Consider the early November submission to the inquiry from the venerable Muttart Foundation, which expressed concern that investigating the source of funding for Alberta charities might “raise fears amongst some about the ‘price’ to be paid for taking a position that is different than that of the government of the day.”
Raising fear among critics seems to be exactly what the Centre is designed to do.
Two, the war room is supporting the industry’s big campaign of its own to push back against change, to promote the idea that the status quo is good enough, that Alberta’s environmental standards are world-class, that displacing coal in Asia with Alberta natural gas in the form of LNG does more to fight climate changes than climate policy.
Check out the December issue of Business of Energy, whose release – coincidently? – was nicely timed to the war room launch.
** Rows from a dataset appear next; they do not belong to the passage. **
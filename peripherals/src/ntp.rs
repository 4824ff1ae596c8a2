//! Minimal SNTP v4 client packet handling (RFC 4330).

pub const NTP_SERVER: &str = "pool.ntp.org";
pub const NTP_PORT: u16 = 123;
pub const PACKET_LEN: usize = 48;
pub const MAX_ATTEMPTS: usize = 10;
pub const RETRY_DELAY_MS: u64 = 2000;

/// Seconds from 1900-01-01 (NTP era 0) to 1970-01-01.
const UNIX_OFFSET: u64 = 2_208_988_800;

const VERSION: u8 = 4;
const MODE_CLIENT: u8 = 3;
const MODE_SERVER: u8 = 4;
const LI_ALARM: u8 = 3;
const TRANSMIT_OFFSET: usize = 40;

#[derive(Debug, Clone, Copy, PartialEq, Eq)]
#[cfg_attr(feature = "defmt", derive(defmt::Format))]
pub enum NtpError {
    Truncated(usize),
    NotServerReply(u8),
    /// Stratum 0: the server asked us to back off.
    KissOfDeath,
    Unsynchronized,
    ZeroTimestamp,
}

#[derive(Debug, Clone, Copy, PartialEq, Eq)]
#[cfg_attr(feature = "defmt", derive(defmt::Format))]
pub struct NtpTime {
    pub unix_secs: u64,
    pub micros: u32,
}

impl NtpTime {
    pub fn unix_millis(&self) -> u64 {
        self.unix_secs * 1000 + u64::from(self.micros / 1000)
    }
}

/// Client request: LI 0, version 4, mode 3, everything else zero.
pub fn request() -> [u8; PACKET_LEN] {
    let mut packet = [0u8; PACKET_LEN];
    packet[0] = (VERSION << 3) | MODE_CLIENT;
    packet
}

/// Extracts the server transmit timestamp.
pub fn parse_response(packet: &[u8]) -> Result<NtpTime, NtpError> {
    if packet.len() < PACKET_LEN {
        return Err(NtpError::Truncated(packet.len()));
    }
    let mode = packet[0] & 0x07;
    if mode != MODE_SERVER {
        return Err(NtpError::NotServerReply(mode));
    }
    if packet[0] >> 6 == LI_ALARM {
        return Err(NtpError::Unsynchronized);
    }
    if packet[1] == 0 {
        return Err(NtpError::KissOfDeath);
    }

    let t = &packet[TRANSMIT_OFFSET..PACKET_LEN];
    let secs = u32::from_be_bytes([t[0], t[1], t[2], t[3]]);
    let frac = u32::from_be_bytes([t[4], t[5], t[6], t[7]]);
    if secs == 0 && frac == 0 {
        return Err(NtpError::ZeroTimestamp);
    }

    // Values below the 1970 offset belong to era 1 (from 2036-02-07).
    let secs = u64::from(secs);
    let unix_secs = if secs >= UNIX_OFFSET {
        secs - UNIX_OFFSET
    } else {
        secs + (1u64 << 32) - UNIX_OFFSET
    };
    let micros = ((u64::from(frac) * 1_000_000) >> 32) as u32;
    Ok(NtpTime { unix_secs, micros })
}

#[cfg(test)]
mod tests {
    use super::*;

    fn reply(secs: u32, frac: u32) -> [u8; PACKET_LEN] {
        let mut p = [0u8; PACKET_LEN];
        p[0] = (VERSION << 3) | MODE_SERVER;
        p[1] = 2;
        p[40..44].copy_from_slice(&secs.to_be_bytes());
        p[44..48].copy_from_slice(&frac.to_be_bytes());
        p
    }

    #[test]
    fn request_header() {
        let packet = request();
        assert_eq!(packet[0], 0x23);
        assert!(packet[1..].iter().all(|&b| b == 0));
    }

    #[test]
    fn decodes_transmit_timestamp() {
        // 2024-01-01T00:00:00.5Z
        let secs = (1_704_067_200u64 + UNIX_OFFSET) as u32;
        let time = parse_response(&reply(secs, 0x8000_0000)).unwrap();
        assert_eq!(time.unix_secs, 1_704_067_200);
        assert_eq!(time.micros, 500_000);
        assert_eq!(time.unix_millis(), 1_704_067_200_500);
    }

    #[test]
    fn wraps_into_era_one() {
        // 2040-01-01T00:00:00Z
        let unix = 2_208_988_800u64;
        let secs = (unix + UNIX_OFFSET - (1u64 << 32)) as u32;
        assert_eq!(parse_response(&reply(secs, 0)).unwrap().unix_secs, unix);
    }

    #[test]
    fn rejects_short_and_foreign_packets() {
        assert_eq!(parse_response(&[0u8; 47]), Err(NtpError::Truncated(47)));

        let mut p = reply(1, 0);
        p[0] = (VERSION << 3) | MODE_CLIENT;
        assert_eq!(parse_response(&p), Err(NtpError::NotServerReply(3)));
    }

    #[test]
    fn rejects_kiss_of_death_and_alarm() {
        let mut p = reply(3_900_000_000, 0);
        p[1] = 0;
        assert_eq!(parse_response(&p), Err(NtpError::KissOfDeath));

        let mut p = reply(3_900_000_000, 0);
        p[0] |= LI_ALARM << 6;
        assert_eq!(parse_response(&p), Err(NtpError::Unsynchronized));
    }

    #[test]
    fn rejects_zero_timestamp() {
        assert_eq!(parse_response(&reply(0, 0)), Err(NtpError::ZeroTimestamp));
    }
}
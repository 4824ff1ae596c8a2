// Bridges an HC-05 Bluetooth module to the log. A reader task assembles
// UART bytes into lines and hands them to `main` over a channel.
//
// Pin map:
//   GPIO21 -> HC-05 RXD
//   GPIO20 <- HC-05 TXD

#![no_std]
#![no_main]
#![deny(
    clippy::mem_forget,
    reason = "mem::forget is generally not safe to do with esp_hal types, especially those \
    holding buffers for the duration of a data transfer."
)]

use defmt::{info, warn};
use embassy_executor::Spawner;
use embassy_sync::blocking_mutex::raw::CriticalSectionRawMutex;
use embassy_sync::channel::Channel;
use embassy_time::{with_timeout, Duration};
use embedded_io_async::Read;
use esp32_peripherals::hc05::{LineBuffer, Lossy, BAUD_RATE, READ_TIMEOUT_MS, RX_BUFFER_SIZE};
use esp_hal::clock::CpuClock;
use esp_hal::timer::systimer::SystemTimer;
use esp_hal::uart::{Config as UartConfig, Uart, UartRx};
use esp_hal::Async;
use esp_println::println;
use heapless::Vec;
use {esp_backtrace as _, esp_println as _};

// This creates a default app-descriptor required by the esp-idf bootloader.
// For more information see: <https://docs.espressif.com/projects/esp-idf/en/stable/esp32/api-reference/system/app_image_format.html#application-description>
esp_bootloader_esp_idf::esp_app_desc!();

type Line = Vec<u8, RX_BUFFER_SIZE>;

static LINES: Channel<CriticalSectionRawMutex, Line, 4> = Channel::new();

fn forward(line: &[u8]) {
    if line.is_empty() {
        return;
    }
    let Ok(line) = Line::from_slice(line) else {
        return;
    };
    if LINES.try_send(line).is_err() {
        warn!("Line queue full, dropping a line");
    }
}

#[embassy_executor::task]
async fn reader_task(mut rx: UartRx<'static, Async>) {
    let mut lines: LineBuffer<RX_BUFFER_SIZE> = LineBuffer::new();
    let mut buf = [0u8; RX_BUFFER_SIZE];
    let timeout = Duration::from_millis(READ_TIMEOUT_MS);

    loop {
        match with_timeout(timeout, Read::read(&mut rx, &mut buf)).await {
            Ok(Ok(n)) => lines.feed(&buf[..n], forward),
            Ok(Err(e)) => warn!("UART read error: {}", e),
            // Quiet line: whatever arrived without a newline is shown now.
            Err(_) => lines.flush(forward),
        }
    }
}

#[esp_hal_embassy::main]
async fn main(spawner: Spawner) {
    let config = esp_hal::Config::default().with_cpu_clock(CpuClock::max());
    let peripherals = esp_hal::init(config);

    let timer0 = SystemTimer::new(peripherals.SYSTIMER);
    esp_hal_embassy::init(timer0.alarm0);

    info!("Embassy initialized!");

    let uart = Uart::new(
        peripherals.UART1,
        UartConfig::default().with_baudrate(BAUD_RATE),
    )
    .expect("UART configuration is valid")
    .with_rx(peripherals.GPIO20)
    .with_tx(peripherals.GPIO21)
    .into_async();
    let (rx, _tx) = uart.split();

    spawner.spawn(reader_task(rx)).unwrap();
    info!("Listening on UART1 at {} baud", BAUD_RATE);

    loop {
        let line = LINES.receive().await;
        println!("RX from HC-05: {}", Lossy(&line));
    }
}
In a lengthy piece by editor Melanie Darbyshire titled, Getting the Message Out: Alberta’s Energy Industry Advocates for Itself, the whole sordid strategy is laid out for anyone who cares to look.
The obvious conclusion to those who closely follow energy issues is that the Canadian Energy Centre launch, the funding of new “grassroots” campaigns, and the more aggressive push by existing boosters like Calgary realtor Cody Battershill and his misguided Canada Action group, has been well coordinated.
Many Albertans won’t see a problem with this approach. In fact, they’ll cheer their government for following through on the campaign promise to defend Alberta and its oil and gas sector from attack.
But that’s not the government’s job. Nor should it be so deeply in the pockets of an industry it also regulates.
The most disturbing aspect of the energy war room, however, is the promise to speak “truth” that turns out to be as dishonest and deceptive as the “lies” supposedly told by the anti-pipeline/oil sands activists.
The Canadian Energy Centre could only be more disturbing if Kenney, Energy Minister Sonya Savage, and Olsen actually believe their own propaganda. Sadly, this is probably the case.